Glucosamine, a natural amino monosaccharide, is a normal constituent of glycosaminoglycans. It is present in the extracellular matrix of the cartilage, in the synovial fluid, and in higher quantities in articular cartilage [12]. Glucosamine sulfate (GS) is both an oral supplement of glucosamine and is registered as a drug when prescription-grade. It is thought to have anti-inflammatory and anti-apoptotic effects on articular cartilage and bone, and reportedly also has prebiotic properties [13,14,15]. Not all guidelines for the treatment of OA have taken into consideration the distinction between studies that used prescription drugs, and studies that used food supplements, or the distinction between studies carried out with GS and Glucosamine hydrochloride (characterized by a low pharmacokinetic profile compared to GS).

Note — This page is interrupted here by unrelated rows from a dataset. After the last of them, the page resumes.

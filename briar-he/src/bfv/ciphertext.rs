//! BFV ciphertexts and the operations the protocol engines drive.

use std::sync::Arc;

use crate::bfv::keys::EvaluationKey;
use crate::bfv::plaintext::EvalPlaintext;
use crate::bfv::BfvContext;
use crate::error::{HeError, Result};
use crate::format::{Coeff, Eval, PolyFormat};
use crate::poly::{LazyAccumulator, PolyRq};
use crate::PolyContext;

/// A BFV ciphertext: two (or, before relinearization, three) polynomials
/// under the secret-key powers `(1, s, s^2)`.
///
/// Like polynomials, ciphertexts carry their basis in the type. Fresh
/// encryptions are `Coeff`; the evaluation engines convert to `Eval` for
/// plaintext products and back for rotations and serialization.
#[derive(Debug, Clone)]
pub struct Ciphertext<F: PolyFormat> {
	context: Arc<BfvContext>,
	polys: Vec<PolyRq<F>>,
}

impl<F: PolyFormat> PartialEq for Ciphertext<F> {
	fn eq(&self, other: &Self) -> bool {
		self.polys == other.polys
	}
}

impl<F: PolyFormat> Eq for Ciphertext<F> {}

impl<F: PolyFormat> Ciphertext<F> {
	pub(crate) fn from_polys(context: &Arc<BfvContext>, polys: Vec<PolyRq<F>>) -> Self {
		debug_assert!(!polys.is_empty());
		Self {
			context: Arc::clone(context),
			polys,
		}
	}

	/// A size-2 encryption of zero with no randomness: the additive
	/// identity, used when every term of an inner product is skipped.
	pub fn zero(context: &Arc<BfvContext>, poly_context: &Arc<PolyContext>) -> Self {
		Self {
			context: Arc::clone(context),
			polys: vec![PolyRq::zero(poly_context), PolyRq::zero(poly_context)],
		}
	}

	/// The owning scheme context.
	pub fn context(&self) -> &Arc<BfvContext> {
		&self.context
	}

	/// The component polynomials.
	pub fn polys(&self) -> &[PolyRq<F>] {
		&self.polys
	}

	/// The chain level the components live at.
	pub fn poly_context(&self) -> &Arc<PolyContext> {
		self.polys[0].context()
	}

	/// Number of component polynomials.
	pub fn size(&self) -> usize {
		self.polys.len()
	}

	fn check_compatible(&self, rhs: &Self) -> Result<()> {
		if self.polys.len() != rhs.polys.len() {
			return Err(HeError::InvalidCiphertextSize {
				actual: rhs.polys.len(),
				expected: self.polys.len(),
			});
		}
		if self.poly_context() != rhs.poly_context() {
			return Err(HeError::PolyContextMismatch);
		}
		Ok(())
	}

	/// `self += rhs`.
	pub fn add_assign(&mut self, rhs: &Self) {
		self.check_compatible(rhs).expect("incompatible ciphertexts");
		for (lhs, rhs) in self.polys.iter_mut().zip(&rhs.polys) {
			lhs.add_assign(rhs);
		}
	}

	/// `self -= rhs`.
	pub fn sub_assign(&mut self, rhs: &Self) {
		self.check_compatible(rhs).expect("incompatible ciphertexts");
		for (lhs, rhs) in self.polys.iter_mut().zip(&rhs.polys) {
			lhs.sub_assign(rhs);
		}
	}

	/// Returns `self + rhs`.
	pub fn add(&self, rhs: &Self) -> Self {
		let mut sum = self.clone();
		sum.add_assign(rhs);
		sum
	}

	/// Returns `self - rhs`.
	pub fn sub(&self, rhs: &Self) -> Self {
		let mut difference = self.clone();
		difference.sub_assign(rhs);
		difference
	}

	/// `self = -self`.
	pub fn negate_assign(&mut self) {
		for poly in &mut self.polys {
			poly.negate_assign();
		}
	}
}

impl Ciphertext<Coeff> {
	/// Transforms all components to the evaluation basis.
	pub fn to_eval(self) -> Result<Ciphertext<Eval>> {
		let context = self.context;
		let polys = self
			.polys
			.into_iter()
			.map(PolyRq::forward_ntt)
			.collect::<Result<Vec<_>>>()?;
		Ok(Ciphertext {
			context,
			polys,
		})
	}

	/// Multiplies by `x^power` componentwise.
	pub fn multiply_power_of_x(&mut self, power: i64) {
		for poly in &mut self.polys {
			poly.multiply_power_of_x(power);
		}
	}

	/// Applies the Galois automorphism `x -> x^element` and key-switches
	/// back under the original secret.
	///
	/// Requires a size-2 ciphertext at the top of the chain and the
	/// matching Galois key.
	pub fn apply_galois(&self, element: u64, evaluation_key: &EvaluationKey) -> Result<Self> {
		if self.polys.len() != 2 {
			return Err(HeError::InvalidCiphertextSize {
				actual: self.polys.len(),
				expected: 2,
			});
		}
		let key = evaluation_key.galois_key(element)?;
		let c0 = self.polys[0].apply_galois(element)?;
		let c1 = self.polys[1].apply_galois(element)?;
		let (mut switched0, switched1) = key.apply(&c1)?;
		switched0.add_assign(&c0);
		Ok(Self {
			context: Arc::clone(&self.context),
			polys: vec![switched0, switched1],
		})
	}

	/// Reduces a size-3 ciphertext back to size 2 with the relinearization
	/// key.
	pub fn relinearize(&mut self, evaluation_key: &EvaluationKey) -> Result<()> {
		if self.polys.len() != 3 {
			return Err(HeError::InvalidCiphertextSize {
				actual: self.polys.len(),
				expected: 3,
			});
		}
		let key = evaluation_key.relinearization_key()?;
		let quadratic = self.polys.pop().expect("size checked above");
		let (switched0, switched1) = key.apply(&quadratic)?;
		self.polys[0].add_assign(&switched0);
		self.polys[1].add_assign(&switched1);
		Ok(())
	}

	/// Switches the modulus down one level with divide-and-round.
	pub fn mod_switch_down(&mut self) -> Result<()> {
		for poly in &mut self.polys {
			poly.divide_and_round_q_last()?;
		}
		Ok(())
	}

	/// Switches down until a single modulus remains.
	pub fn mod_switch_to_single(&mut self) -> Result<()> {
		while self.polys[0].context().next().is_some() {
			self.mod_switch_down()?;
		}
		Ok(())
	}

	/// Serializes as `[size u8][modulus count u8][component bytes]`.
	pub fn to_bytes(&self) -> Vec<u8> {
		let mut bytes = Vec::new();
		bytes.push(self.polys.len() as u8);
		bytes.push(self.polys[0].modulus_count() as u8);
		for poly in &self.polys {
			bytes.extend(poly.to_bytes(0));
		}
		bytes
	}

	/// Deserializes, locating the chain level from the header.
	pub fn from_bytes(context: &Arc<BfvContext>, bytes: &[u8]) -> Result<Self> {
		if bytes.len() < 2 {
			return Err(HeError::SerializedBufferSizeMismatch {
				actual: bytes.len(),
				expected: 2,
			});
		}
		let size = bytes[0] as usize;
		let modulus_count = bytes[1] as usize;
		let top = context.poly_context();
		if size == 0 || modulus_count == 0 || modulus_count > top.modulus_count() {
			return Err(HeError::InvalidPolyContext);
		}
		let level = PolyContext::context_at(top, top.modulus_count() - modulus_count)?;
		let poly_bytes = level.serialized_byte_count(0);
		let expected = 2 + size * poly_bytes;
		if bytes.len() != expected {
			return Err(HeError::SerializedBufferSizeMismatch {
				actual: bytes.len(),
				expected,
			});
		}
		let mut polys = Vec::with_capacity(size);
		for index in 0..size {
			let start = 2 + index * poly_bytes;
			polys.push(PolyRq::from_bytes(&level, &bytes[start..start + poly_bytes], 0)?);
		}
		Ok(Self {
			context: Arc::clone(context),
			polys,
		})
	}
}

impl Ciphertext<Eval> {
	/// Transforms all components back to the coefficient basis.
	pub fn to_coeff(self) -> Result<Ciphertext<Coeff>> {
		let context = self.context;
		let polys = self
			.polys
			.into_iter()
			.map(PolyRq::inverse_ntt)
			.collect::<Result<Vec<_>>>()?;
		Ok(Ciphertext {
			context,
			polys,
		})
	}

	/// Multiplies every component by a plaintext in the evaluation basis.
	pub fn multiply_plain(&self, plaintext: &EvalPlaintext) -> Result<Self> {
		if self.poly_context() != plaintext.poly().context() {
			return Err(HeError::PolyContextMismatch);
		}
		let polys = self
			.polys
			.iter()
			.map(|poly| poly.multiply(plaintext.poly()))
			.collect();
		Ok(Self {
			context: Arc::clone(&self.context),
			polys,
		})
	}

	/// The inner product `sum_i ciphertexts[i] * plaintexts[i]`, skipping
	/// `None` plaintexts (the PIR zero-block short-circuit).
	///
	/// Products are accumulated lazily in double width; one reduction runs
	/// at the end.
	pub fn inner_product_plain<'a, I>(
		ciphertexts: &[Ciphertext<Eval>],
		plaintexts: I,
	) -> Result<Ciphertext<Eval>>
	where
		I: IntoIterator<Item = Option<&'a EvalPlaintext>>,
	{
		let first = ciphertexts.first().ok_or(HeError::InvalidCiphertextSize {
			actual: 0,
			expected: 1,
		})?;
		let context = Arc::clone(first.context());
		let poly_context = Arc::clone(first.poly_context());
		let size = first.size();
		let mut accumulators: Vec<LazyAccumulator> =
			(0..size).map(|_| LazyAccumulator::new(&poly_context)).collect();
		let mut any = false;
		for (ciphertext, plaintext) in ciphertexts.iter().zip(plaintexts) {
			let Some(plaintext) = plaintext else {
				continue;
			};
			if ciphertext.size() != size || ciphertext.poly_context() != &poly_context {
				return Err(HeError::PolyContextMismatch);
			}
			any = true;
			for (accumulator, poly) in accumulators.iter_mut().zip(&ciphertext.polys) {
				accumulator.add_product(poly, plaintext.poly());
			}
		}
		if !any {
			return Ok(Ciphertext::zero(&context, &poly_context));
		}
		Ok(Self {
			context,
			polys: accumulators.into_iter().map(LazyAccumulator::into_poly).collect(),
		})
	}
}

International guidelines [7, 9, 16] provide (strong or conditional) recommendations for the usage of oral non-steroidal anti-inflammatory drugs (NSAIDs) for patients with knee, hip, and/or hand OA. NSAIDs can be categorized into conventional NSAIDs and selective cyclooxygenase 2 inhibitors (COX-2) [16], with existing evidence that certain drugs in the NSAID class may have a more favourable safety profile than others. In this context, it is suggested that selective COX-2 inhibitors be preferred in individuals with gastrointestinal (GI) comorbidities [7, 9, 16] because they have a more favourable upper GI safety profile than non-selective NSAIDs. Oral NSAID therapy is the mainstay of pharmacological management in knee OA (KOA) [7], although few international OA guidelines address the relative merits of different drugs among the selective and non-selective NSAIDs. There is nonetheless consensus that NSAID dosage should be as low as possible, and treatment duration should be as short as possible [7, 9]. The ESCEO clearly recommends the use of oral NSAIDs (selective or non-selective) in the second step of its management algorithm, when subjects still have pain or functional limitation after background therapy with SYSADOAs. In the ESCEO algorithm [5], it is suggested that NSAIDs be used only intermittently for longer cycles, and the appropriate molecule should be selected based on the patient’s risk profile.

Celecoxib (a COX-2 inhibitor) may be considered the preferred oral NSAID, due to its favourable balance between good short-term efficacy in OA and a lower propensity for toxicity, especially at the GI and cardiovascular (CV) levels [5]. In a pre-specified secondary analysis of the PRECISION trial, Obeid et al. reported a significantly lower risk of the composite cardiorenal outcome (adjudicated renal event, hospitalization for congestive heart failure or for hypertension) with celecoxib as compared to ibuprofen, and a trend towards a lower risk as compared with naproxen, highlighting the more favourable cardiorenal safety profile of celecoxib [17]. Another clinical trial reported a significantly lower risk of clinically significant upper or lower GI events with celecoxib, as compared to a combination of diclofenac plus omeprazole [18]. Recent evidence further suggests that COX-2 inhibitors may exhibit disease-modifying effects, in addition to their analgesic and anti-inflammatory properties [19,20,21,22]. Several in vitro and in vivo studies have reported that celecoxib in particular demonstrates disease-modifying OA effects [19, 23,24,25]. A recent in vitro study also suggested that a combination of pGS and celecoxib provides a synergistic chondroprotective and anti-inflammatory effect on chondrocyte cultures [26].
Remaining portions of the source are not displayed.